HRLC is to further put to the Federal Court that the requirement to remove masks or face coverings is unconstitutional, at least at protests, as it interferes with the implied right to political expression in the Australian Constitution. “People wear facemasks and coverings to protest as a form of political expression, and also to protect their privacy, health, safety and security,” the press release states.

“This is about pushing back against ever-expanding police powers in Victoria which make all of us less safe in our own city,” added HRLC legal director Sarah Schwartz. “The powers provided to Victoria police within designated areas are extraordinary and ripe for abuses of power.”

A designated continent

Victoria was ahead of the pack in enacting its draconian designated area laws in 2009. But as it moved to extend their use from 12 hour periods to 6 months earlier this year, the state was this time rather following other jurisdictions around the continent, as they moved towards installing temporary systems that provided for random police searches without need of reasonable suspicion.
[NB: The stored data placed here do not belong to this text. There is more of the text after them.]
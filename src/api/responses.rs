// Response types for API endpoints

use axum::{
    http::{header, HeaderValue, StatusCode},
    response::{IntoResponse, Response},
    Json,
};
use serde::Serialize;

use crate::core::errors::EventsError;

/// Error response structure
#[derive(Debug, Serialize)]
pub struct ErrorResponse {
    pub error: String,
    #[serde(skip_serializing_if = "Option::is_none")]
    pub request_id: Option<String>,
}

/// Health check response
#[derive(Debug, Serialize)]
pub struct HealthResponse {
    pub status: String,
    pub events: usize,
    pub users: usize,
}

/// Plain message body, used by the root endpoint
#[derive(Debug, Serialize)]
pub struct MessageResponse {
    pub message: String,
}

/// API error type that converts domain errors to HTTP responses
#[derive(Debug)]
pub struct ApiError {
    pub status: StatusCode,
    pub message: String,
    pub request_id: Option<String>,
}

impl ApiError {
    /// Create a new API error
    pub fn new(status: StatusCode, message: String) -> Self {
        Self {
            status,
            message,
            request_id: None,
        }
    }

    /// Create a new API error with request ID
    pub fn with_request_id(status: StatusCode, message: String, request_id: String) -> Self {
        Self {
            status,
            message,
            request_id: Some(request_id),
        }
    }

    /// Create from EventsError
    pub fn from_events_error(err: EventsError) -> Self {
        Self {
            status: status_for(&err),
            message: err.user_message(),
            request_id: None,
        }
    }

    /// Create from EventsError with request ID
    pub fn from_events_error_with_id(err: EventsError, request_id: String) -> Self {
        Self {
            request_id: Some(request_id),
            ..Self::from_events_error(err)
        }
    }
}

/// HTTP status for a domain error
pub fn status_for(err: &EventsError) -> StatusCode {
    match err {
        EventsError::NotFound(_) => StatusCode::NOT_FOUND,
        EventsError::Duplicate(_) => StatusCode::CONFLICT,
        EventsError::Unauthenticated(_) | EventsError::InvalidCredentials => StatusCode::UNAUTHORIZED,
        EventsError::ValidationError(_) => StatusCode::BAD_REQUEST,
        EventsError::CryptoError(_) | EventsError::ConfigurationError(_) => {
            StatusCode::INTERNAL_SERVER_ERROR
        }
    }
}

impl IntoResponse for ApiError {
    fn into_response(self) -> Response {
        let status = self.status;
        let body = Json(ErrorResponse {
            error: self.message,
            request_id: self.request_id,
        });
        let mut response = (status, body).into_response();
        if status == StatusCode::UNAUTHORIZED {
            response
                .headers_mut()
                .insert(header::WWW_AUTHENTICATE, HeaderValue::from_static("Bearer"));
        }
        response
    }
}

impl From<EventsError> for ApiError {
    fn from(err: EventsError) -> Self {
        ApiError::from_events_error(err)
    }
}
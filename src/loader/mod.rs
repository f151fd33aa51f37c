// Startup data loading

pub mod seed;
// Presentation logic layered on top of the store

pub mod route_planner;
// Authentication service: credential checks, registration, token-based identity

use crate::auth::audit_logger::{AuditLogger, AuthEvent};
use crate::auth::password::{Password, PasswordHasher};
use crate::core::crypto::TokenService;
use crate::core::errors::EventsError;
use crate::core::models::{AccessToken, User};
use crate::state::UserStore;
use chrono::Duration;
use std::sync::Arc;
use tracing::debug;

/// Composes a user store, the password hasher and the token service.
///
/// Holds no state of its own beyond its collaborators.
pub struct AuthService {
    users: Arc<dyn UserStore>,
    hasher: PasswordHasher,
    tokens: Arc<TokenService>,
    audit_logger: AuditLogger,
    access_token_ttl: Duration,
}

impl AuthService {
    /// Default lifetime of tokens handed out by `login`
    pub const DEFAULT_ACCESS_TOKEN_MINUTES: i64 = 30;

    pub fn new(users: Arc<dyn UserStore>, hasher: PasswordHasher, tokens: Arc<TokenService>) -> Self {
        Self {
            users,
            hasher,
            tokens,
            audit_logger: AuditLogger::new(),
            access_token_ttl: Duration::minutes(Self::DEFAULT_ACCESS_TOKEN_MINUTES),
        }
    }

    /// Override the lifetime of tokens issued by `login`
    pub fn with_access_token_ttl(mut self, ttl: Duration) -> Self {
        self.access_token_ttl = ttl;
        self
    }

    pub fn access_token_ttl(&self) -> Duration {
        self.access_token_ttl
    }

    pub fn token_service(&self) -> &TokenService {
        &self.tokens
    }

    /// Check an email/password pair.
    ///
    /// Unknown email and wrong password both yield `InvalidCredentials`.
    pub fn authenticate(&self, email: &str, password: &Password) -> Result<User, EventsError> {
        let user = match self.users.get_user_by_email(email) {
            Some(user) => user,
            None => {
                self.audit_logger.log_auth_event(&AuthEvent::LoginFailure, Some(email));
                return Err(EventsError::InvalidCredentials);
            }
        };

        // A missing credential record verifies against "" and fails
        let stored_hash = self.users.credential_hash(email).unwrap_or_default();
        if !self.hasher.verify(password, &stored_hash) {
            self.audit_logger.log_auth_event(&AuthEvent::LoginFailure, Some(email));
            return Err(EventsError::InvalidCredentials);
        }

        Ok(user)
    }

    /// Authenticate and issue an access token with the configured lifetime
    pub fn login(&self, email: &str, password: &Password) -> Result<AccessToken, EventsError> {
        let user = self.authenticate(email, password)?;
        let token = self.tokens.issue(&user.email, Some(self.access_token_ttl))?;
        self.audit_logger
            .log_auth_event(&AuthEvent::LoginSuccess { user_id: user.id }, Some(&user.email));
        Ok(AccessToken::bearer(token))
    }

    /// Register a new user. Fails with `Duplicate` when the email is taken.
    pub fn register(&self, email: &str, username: &str, password: &Password) -> Result<User, EventsError> {
        match self.users.create_user(email, username, password) {
            Ok(user) => {
                self.audit_logger
                    .log_auth_event(&AuthEvent::Registered { user_id: user.id }, Some(email));
                Ok(user)
            }
            Err(e) => {
                self.audit_logger.log_auth_event(
                    &AuthEvent::RegistrationRejected { reason: e.to_string() },
                    Some(email),
                );
                Err(e)
            }
        }
    }

    /// Resolve the user behind a bearer token
    pub fn resolve_current_user(&self, token: &str) -> Result<User, EventsError> {
        let claims = self.tokens.verify(token).map_err(|e| {
            self.audit_logger
                .log_auth_event(&AuthEvent::TokenRejected { reason: e.to_string() }, None);
            EventsError::Unauthenticated(e.to_string())
        })?;

        match self.users.get_user_by_email(&claims.sub) {
            Some(user) => {
                debug!(user_id = user.id, "Resolved token subject");
                Ok(user)
            }
            None => {
                self.audit_logger.log_auth_event(
                    &AuthEvent::TokenRejected { reason: "Unknown subject".to_string() },
                    Some(&claims.sub),
                );
                Err(EventsError::Unauthenticated("Unknown subject".to_string()))
            }
        }
    }
}
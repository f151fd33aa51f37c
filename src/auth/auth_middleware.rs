// Axum authentication middleware

use axum::{
    extract::{Request, State},
    http::{header, HeaderMap},
    middleware::Next,
    response::Response,
};
use std::sync::Arc;

use crate::api::responses::ApiError;
use crate::auth::service::AuthService;
use crate::core::errors::EventsError;

/// Authentication state containing all dependencies
#[derive(Clone)]
pub struct AuthState {
    pub auth_service: Arc<AuthService>,
}

/// Authentication middleware function
///
/// Extracts the bearer token from the `Authorization` header, resolves it to
/// a `User`, and inserts that user into request extensions for handlers.
pub async fn auth_middleware(
    State(auth_state): State<Arc<AuthState>>,
    mut request: Request,
    next: Next,
) -> Result<Response, ApiError> {
    let token = extract_bearer_token(request.headers())
        .ok_or_else(|| EventsError::Unauthenticated("Missing bearer token".to_string()))?;

    let user = auth_state.auth_service.resolve_current_user(&token)?;

    request.extensions_mut().insert(user);
    Ok(next.run(request).await)
}

/// Extract a bearer token from request headers
///
/// The scheme is matched case-insensitively; an empty token counts as missing.
pub fn extract_bearer_token(headers: &HeaderMap) -> Option<String> {
    let value = headers.get(header::AUTHORIZATION)?.to_str().ok()?;
    let (scheme, token) = value.split_once(' ')?;
    if !scheme.eq_ignore_ascii_case("bearer") {
        return None;
    }
    let token = token.trim();
    if token.is_empty() {
        None
    } else {
        Some(token.to_string())
    }
}
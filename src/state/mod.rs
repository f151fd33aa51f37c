// In-memory state: the event/user store and its relationship tables

use crate::auth::password::Password;
use crate::core::errors::EventsError;
use crate::core::models::User;
use std::sync::atomic::{AtomicU64, Ordering};

pub mod memory_store;
pub mod relationships;

/// Lookup and registration operations the auth flow needs from a store
///
/// Implementations must make `create_user` atomic with respect to concurrent
/// callers: no two users may share an id or an email.
pub trait UserStore: Send + Sync {
    fn get_user_by_email(&self, email: &str) -> Option<User>;

    /// Stored password hash for `email`, if a credential record exists
    fn credential_hash(&self, email: &str) -> Option<String>;

    fn create_user(&self, email: &str, username: &str, password: &Password) -> Result<User, EventsError>;
}

/// Monotonic id source for one collection
#[derive(Debug)]
pub struct IdSequence(AtomicU64);

impl IdSequence {
    /// Sequence whose first id is 1
    pub fn new() -> Self {
        Self(AtomicU64::new(1))
    }

    /// Sequence whose first id is `max_existing + 1`
    pub fn starting_after(max_existing: u64) -> Self {
        Self(AtomicU64::new(max_existing + 1))
    }

    pub fn next_id(&self) -> u64 {
        self.0.fetch_add(1, Ordering::Relaxed)
    }
}

impl Default for IdSequence {
    fn default() -> Self {
        Self::new()
    }
}
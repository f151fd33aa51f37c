// Core domain: error kinds, data model, token signing

pub mod crypto;
pub mod errors;
pub mod models;
// Unit tests for configuration management
// NOTE: These tests must run sequentially to avoid environment variable conflicts

use jsonwebtoken::Algorithm;
use secrecy::ExposeSecret;
use std::env;
use std::fs;
use std::sync::Mutex;
use tempfile::TempDir;
use tokyo_weekend_events::config::Config;
use tokyo_weekend_events::core::errors::EventsError;

// Global mutex to serialize environment variable access in tests
static ENV_MUTEX: Mutex<()> = Mutex::new(());

const VARS: [&str; 12] = [
    "BIND_ADDRESS",
    "PORT",
    "JWT_SECRET",
    "JWT_ALGORITHM",
    "ACCESS_TOKEN_EXPIRE_MINUTES",
    "PASSWORD_HASH_MEMORY_KIB",
    "PASSWORD_HASH_ITERATIONS",
    "SEED_DATA",
    "REQUEST_TIMEOUT_SECS",
    "BODY_SIZE_LIMIT_BYTES",
    "LOG_LEVEL",
    "LOG_FORMAT",
];

fn clear_env_vars() {
    for var in VARS {
        env::remove_var(var);
    }
}

fn lock_env() -> std::sync::MutexGuard<'static, ()> {
    let guard = ENV_MUTEX.lock().unwrap_or_else(|e| e.into_inner());
    clear_env_vars();
    guard
}

fn expect_config_error(result: Result<Config, EventsError>, needle: &str) {
    match result {
        Err(EventsError::ConfigurationError(msg)) => {
            assert!(msg.contains(needle), "message {:?} lacks {:?}", msg, needle)
        }
        other => panic!("expected configuration error, got {:?}", other.map(|_| ())),
    }
}

#[test]
fn test_config_default_values() {
    let _guard = lock_env();
    env::set_var("JWT_SECRET", "a-secret-of-sufficient-length");

    let config = Config::from_env().unwrap();

    assert_eq!(config.bind_address, "0.0.0.0");
    assert_eq!(config.port, 8000);
    assert_eq!(config.jwt_algorithm().unwrap(), Algorithm::HS256);
    assert_eq!(config.access_token_expire_minutes, 30);
    assert_eq!(config.password_hash_memory_kib, 19456);
    assert_eq!(config.password_hash_iterations, 2);
    assert!(config.seed_data);
    assert_eq!(config.request_timeout_secs, 30);
    assert_eq!(config.body_size_limit_bytes, 65536);
    assert_eq!(config.log_level, "info");
    assert_eq!(config.log_format, "json");
    assert_eq!(config.jwt_secret.expose_secret(), "a-secret-of-sufficient-length");

    clear_env_vars();
}

#[test]
fn test_config_overrides() {
    let _guard = lock_env();
    env::set_var("JWT_SECRET", "a-secret-of-sufficient-length");
    env::set_var("PORT", "9090");
    env::set_var("JWT_ALGORITHM", "HS512");
    env::set_var("ACCESS_TOKEN_EXPIRE_MINUTES", "5");
    env::set_var("SEED_DATA", "false");
    env::set_var("LOG_FORMAT", "text");

    let config = Config::from_env().unwrap();

    assert_eq!(config.port, 9090);
    assert_eq!(config.jwt_algorithm().unwrap(), Algorithm::HS512);
    assert_eq!(config.access_token_expire_minutes, 5);
    assert!(!config.seed_data);
    assert_eq!(config.log_format, "text");

    clear_env_vars();
}

#[test]
fn test_missing_secret_rejected() {
    let _guard = lock_env();
    expect_config_error(Config::from_env(), "JWT_SECRET not set");
}

#[test]
fn test_empty_secret_rejected() {
    let _guard = lock_env();
    env::set_var("JWT_SECRET", "");
    expect_config_error(Config::from_env(), "JWT_SECRET is empty");
    clear_env_vars();
}

#[test]
fn test_short_secret_rejected() {
    let _guard = lock_env();
    env::set_var("JWT_SECRET", "short");
    expect_config_error(Config::from_env(), "at least 16 bytes");
    clear_env_vars();
}

#[test]
fn test_invalid_port_rejected() {
    let _guard = lock_env();
    env::set_var("JWT_SECRET", "a-secret-of-sufficient-length");

    env::set_var("PORT", "99999");
    expect_config_error(Config::from_env(), "Invalid PORT");

    env::set_var("PORT", "0");
    expect_config_error(Config::from_env(), "PORT must be between 1 and 65535");

    clear_env_vars();
}

#[test]
fn test_zero_timeout_rejected() {
    let _guard = lock_env();
    env::set_var("JWT_SECRET", "a-secret-of-sufficient-length");
    env::set_var("REQUEST_TIMEOUT_SECS", "0");

    expect_config_error(Config::from_env(), "REQUEST_TIMEOUT_SECS must be greater than 0");
    clear_env_vars();
}

#[test]
fn test_unsupported_algorithm_rejected() {
    let _guard = lock_env();
    env::set_var("JWT_SECRET", "a-secret-of-sufficient-length");
    env::set_var("JWT_ALGORITHM", "RS256");

    expect_config_error(Config::from_env(), "JWT_ALGORITHM");
    clear_env_vars();
}

#[test]
fn test_invalid_seed_flag_rejected() {
    let _guard = lock_env();
    env::set_var("JWT_SECRET", "a-secret-of-sufficient-length");
    env::set_var("SEED_DATA", "maybe");

    expect_config_error(Config::from_env(), "SEED_DATA");
    clear_env_vars();
}

#[test]
fn test_invalid_log_settings_rejected() {
    let _guard = lock_env();
    env::set_var("JWT_SECRET", "a-secret-of-sufficient-length");

    env::set_var("LOG_LEVEL", "chatty");
    expect_config_error(Config::from_env(), "LOG_LEVEL");

    env::set_var("LOG_LEVEL", "debug");
    env::set_var("LOG_FORMAT", "yaml");
    expect_config_error(Config::from_env(), "LOG_FORMAT");

    clear_env_vars();
}

#[test]
fn test_env_file_loaded() {
    let _guard = lock_env();
    let temp_dir = TempDir::new().unwrap();
    let path = temp_dir.path().join(".env");
    fs::write(
        &path,
        "JWT_SECRET=secret-from-env-file-123\nPORT=7070\nSEED_DATA=0\n",
    )
    .unwrap();

    let config = Config::from_env_file(&path).unwrap();

    assert_eq!(config.jwt_secret.expose_secret(), "secret-from-env-file-123");
    assert_eq!(config.port, 7070);
    assert!(!config.seed_data);

    clear_env_vars();
}

#[test]
fn test_process_env_wins_over_env_file() {
    let _guard = lock_env();
    let temp_dir = TempDir::new().unwrap();
    let path = temp_dir.path().join(".env");
    fs::write(&path, "JWT_SECRET=secret-from-env-file-123\nPORT=7070\n").unwrap();
    env::set_var("PORT", "6060");

    let config = Config::from_env_file(&path).unwrap();
    assert_eq!(config.port, 6060);

    clear_env_vars();
}

#[test]
fn test_missing_env_file_rejected() {
    let _guard = lock_env();
    let temp_dir = TempDir::new().unwrap();
    let path = temp_dir.path().join("does-not-exist.env");

    expect_config_error(Config::from_env_file(&path), "Cannot read env file");
}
Queensland trialled wanding laws in 2021 and rolled them out in 2023. These are similar to the Victorian designated area laws, as they allowed officers to randomly scan anyone in a specific zone for a particular time frame. The Northern Territory commenced wanding in 2023, while NSW and Western Australia did so last year, and South Australia and Tasmania followed suit over 2025.

Queensland expanded its wanding laws midyear this year, however, so that police officers can now exercise them at will anywhere in the state at “relevant places”, which includes licensed premises, public transport stations and vehicles, retail premises, safe night precincts, shopping centres and sporting or entertainment venues.

The Australian Capital Territory has also determined to consider such draconian measures.

In NSW, as elsewhere, the warrantless use of drug detection dogs in public places was introduced in the early 2000s. The canines have increasingly been accompanied by strip searches over the last 10 years. And despite sniffer dogs being shown to turn up nothing two-thirds to three-quarters of the time, state authorities are completely resistant to any suggestion to pull back on such operations.

The imposition of new wanding laws streamline the random policing of the public a step further by removing the need to receive a drug dog indication prior to searching someone.

In fact, developments in Queensland have effectively turned the entire state into a designated area, and as the various states and territories are all shifting in the same general direction in terms of randomly searching the public, its likely not too far a stretch of the imagination to consider the entire continent will soon be determined a 24/7 designated area.

Paul Gregoire

Paul Gregoire is a Sydney-based journalist and writer. He's the winner of the 2021 NSW Council for Civil Liberties Award For Excellence In Civil Liberties Journalism. Prior to Sydney Criminal Lawyers®, Paul wrote for VICE and was the news editor at Sydney’s City Hub.